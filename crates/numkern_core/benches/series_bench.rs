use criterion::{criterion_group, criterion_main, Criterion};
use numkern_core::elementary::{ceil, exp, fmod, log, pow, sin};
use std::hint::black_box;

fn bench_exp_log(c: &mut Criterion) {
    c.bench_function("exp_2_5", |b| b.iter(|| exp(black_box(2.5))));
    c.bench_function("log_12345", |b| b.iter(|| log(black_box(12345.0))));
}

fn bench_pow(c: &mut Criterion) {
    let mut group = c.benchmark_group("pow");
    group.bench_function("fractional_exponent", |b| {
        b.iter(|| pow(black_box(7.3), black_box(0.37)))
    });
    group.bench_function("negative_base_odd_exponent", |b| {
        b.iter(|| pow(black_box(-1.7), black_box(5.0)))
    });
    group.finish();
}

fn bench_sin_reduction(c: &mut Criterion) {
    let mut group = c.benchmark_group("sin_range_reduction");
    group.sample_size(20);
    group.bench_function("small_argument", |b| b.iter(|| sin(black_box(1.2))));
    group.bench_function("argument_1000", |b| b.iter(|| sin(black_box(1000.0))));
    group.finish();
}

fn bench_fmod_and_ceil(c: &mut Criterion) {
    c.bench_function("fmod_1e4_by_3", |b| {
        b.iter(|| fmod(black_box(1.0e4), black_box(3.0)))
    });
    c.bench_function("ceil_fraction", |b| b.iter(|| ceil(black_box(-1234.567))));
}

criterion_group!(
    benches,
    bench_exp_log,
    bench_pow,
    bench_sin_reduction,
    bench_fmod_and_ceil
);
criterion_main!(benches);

....

[TO DO]
However many lines the data holds, return each one exactly.

[ANSWER]
filename crates/numkern_core/benches/series_bench.rs
use criterion::{criterion_group, criterion_main, Criterion};
use numkern_core::elementary::{ceil, exp, fmod, log, pow, sin};
use std::hint::black_box;

fn bench_exp_log(c: &mut Criterion) {
    c.bench_function("exp_2_5", |b| b.iter(|| exp(black_box(2.5))));
    c.bench_function("log_12345", |b| b.iter(|| log(black_box(12345.0))));
}

fn bench_pow(c: &mut Criterion) {
    let mut group = c.benchmark_group("pow");
    group.bench_function("fractional_exponent", |b| {
        b.iter(|| pow(black_box(7.3), black_box(0.37)))
    });
    group.bench_function("negative_base_odd_exponent", |b| {
        b.iter(|| pow(black_box(-1.7), black_box(5.0)))
    });
    group.finish();
}

fn bench_sin_reduction(c: &mut Criterion) {
    let mut group = c.benchmark_group("sin_range_reduction");
    group.sample_size(20);
    group.bench_function("small_argument", |b| b.iter(|| sin(black_box(1.2))));
    group.bench_function("argument_1000", |b| b.iter(|| sin(black_box(1000.0))));
    group.finish();
}

fn bench_fmod_and_ceil(c: &mut Criterion) {
    c.bench_function("fmod_1e4_by_3", |b| {
        b.iter(|| fmod(black_box(1.0e4), black_box(3.0)))
    });
    c.bench_function("ceil_fraction", |b| b.iter(|| ceil(black_box(-1234.567))));
}

criterion_group!(
    benches,
    bench_exp_log,
    bench_pow,
    bench_sin_reduction,
    bench_fmod_and_ceil
);
criterion_main!(benches);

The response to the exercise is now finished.